The problem >> After locating the line that contains "assert!(!Platform::Google.is_enabled());", restate it and each later line word for word through the end of the records.
[Opening Listed records section]
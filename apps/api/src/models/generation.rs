use serde::{Deserialize, Serialize};

/// Maximum length of the free-text product description, in characters.
pub const MAX_DESCRIPTION_CHARS: usize = 1000;

#[derive(Debug, Clone, Copy, Default, PartialEq, Eq, Serialize, Deserialize)]
#[serde(rename_all = "lowercase")]
pub enum Platform {
    #[default]
    Meta,
    Instagram,
    Google,
    Tiktok,
    Pinterest,
}

impl Platform {
    /// Only Meta and Instagram can be generated for today; the rest are listed as "coming soon".
    pub fn is_enabled(self) -> bool {
        matches!(self, Platform::Meta | Platform::Instagram)
    }

    pub fn as_str(self) -> &'static str {
        match self {
            Platform::Meta => "meta",
            Platform::Instagram => "instagram",
            Platform::Google => "google",
            Platform::Tiktok => "tiktok",
            Platform::Pinterest => "pinterest",
        }
    }
}

#[derive(Debug, Clone, Copy, Default, PartialEq, Eq, Serialize, Deserialize)]
#[serde(rename_all = "snake_case")]
pub enum Goal {
    #[default]
    Conversion,
    Awareness,
    Engagement,
    Traffic,
    AppInstalls,
}

#[derive(Debug, Clone, Copy, Default, PartialEq, Eq, Serialize, Deserialize)]
#[serde(rename_all = "SCREAMING_SNAKE_CASE")]
pub enum LengthMode {
    #[default]
    Auto,
    Short,
    Medium,
    Long,
}

#[derive(Debug, Clone, Copy, Default, PartialEq, Eq, Serialize, Deserialize)]
#[serde(rename_all = "SCREAMING_SNAKE_CASE")]
pub enum AudienceTemperature {
    #[default]
    Cold,
    Warm,
    Hot,
}

#[derive(Debug, Clone, Copy, Default, PartialEq, Eq, Serialize, Deserialize)]
#[serde(rename_all = "SCREAMING_SNAKE_CASE")]
pub enum ProductComplexity {
    #[default]
    Low,
    Medium,
    High,
}

/// Advanced tuning knobs sent alongside a generation request.
#[derive(Debug, Clone, Default, PartialEq, Serialize, Deserialize)]
#[serde(rename_all = "camelCase")]
pub struct AdvancedTuning {
    #[serde(default)]
    pub length_mode: LengthMode,
    #[serde(default)]
    pub audience_temperature: AudienceTemperature,
    #[serde(default)]
    pub product_complexity: ProductComplexity,
    #[serde(default, skip_serializing_if = "Option::is_none")]
    pub price: Option<f64>,
    #[serde(default)]
    pub include_story: bool,
    #[serde(default)]
    pub premium_positioning: bool,
}

/// A product attached to a generation request.
#[derive(Debug, Clone, PartialEq, Serialize, Deserialize)]
#[serde(rename_all = "camelCase")]
pub struct ProductRef {
    pub id: String,
    pub title: String,
    #[serde(default, skip_serializing_if = "Option::is_none")]
    pub price: Option<f64>,
}

/// Wire payload for `POST /generate`.
///
/// The description travels as `productInfo`. Built only through
/// `generation::builder::build_request`, which enforces the non-blank description.
#[derive(Debug, Clone, PartialEq, Serialize)]
#[serde(rename_all = "camelCase")]
pub struct GenerationRequest {
    pub platform: Platform,
    pub goal: Goal,
    #[serde(rename = "productInfo")]
    pub description: String,
    #[serde(skip_serializing_if = "Option::is_none")]
    pub target_audience: Option<String>,
    pub products: Vec<ProductRef>,
    pub image_urls: Vec<String>,
    #[serde(rename = "advancedOptions", skip_serializing_if = "Option::is_none")]
    pub advanced: Option<AdvancedTuning>,
    #[serde(skip_serializing_if = "Option::is_none")]
    pub brand_voice: Option<String>,
}

#[cfg(test)]
mod tests {
    use super::*;

    #[test]
    fn test_only_meta_and_instagram_enabled() {
        assert!(Platform::Meta.is_enabled());
        assert!(Platform::Instagram.is_enabled());
        assert!(!Platform::Google.is_enabled());
        assert!(!Platform::Tiktok.is_enabled());
        assert!(!Platform::Pinterest.is_enabled());
    }

    #[test]
    fn test_description_serializes_as_product_info() {
        let request = GenerationRequest {
            platform: Platform::Instagram,
            goal: Goal::AppInstalls,
            description: "Handmade leather boots".to_string(),
            target_audience: None,
            products: vec![],
            image_urls: vec![],
            advanced: Some(AdvancedTuning {
                length_mode: LengthMode::Short,
                audience_temperature: AudienceTemperature::Warm,
                ..Default::default()
            }),
            brand_voice: None,
        };

        let json = serde_json::to_value(&request).unwrap();
        assert_eq!(json["productInfo"], "Handmade leather boots");
        assert!(json.get("description").is_none());
        assert!(json.get("targetAudience").is_none());
        assert_eq!(json["platform"], "instagram");
        assert_eq!(json["goal"], "app_installs");
        assert_eq!(json["advancedOptions"]["lengthMode"], "SHORT");
        assert_eq!(json["advancedOptions"]["audienceTemperature"], "WARM");
        assert_eq!(json["advancedOptions"]["productComplexity"], "LOW");
    }
}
[Closing Listed records section]
Written answer >>
        assert!(!Platform::Google.is_enabled());
        assert!(!Platform::Tiktok.is_enabled());
        assert!(!Platform::Pinterest.is_enabled());
    }

    #[test]
    fn test_description_serializes_as_product_info() {
        let request = GenerationRequest {
            platform: Platform::Instagram,
            goal: Goal::AppInstalls,
            description: "Handmade leather boots".to_string(),
            target_audience: None,
            products: vec![],
            image_urls: vec![],
            advanced: Some(AdvancedTuning {
                length_mode: LengthMode::Short,
                audience_temperature: AudienceTemperature::Warm,
                ..Default::default()
            }),
            brand_voice: None,
        };

        let json = serde_json::to_value(&request).unwrap();
        assert_eq!(json["productInfo"], "Handmade leather boots");
        assert!(json.get("description").is_none());
        assert!(json.get("targetAudience").is_none());
        assert_eq!(json["platform"], "instagram");
        assert_eq!(json["goal"], "app_installs");
        assert_eq!(json["advancedOptions"]["lengthMode"], "SHORT");
        assert_eq!(json["advancedOptions"]["audienceTemperature"], "WARM");
        assert_eq!(json["advancedOptions"]["productComplexity"], "LOW");
    }
}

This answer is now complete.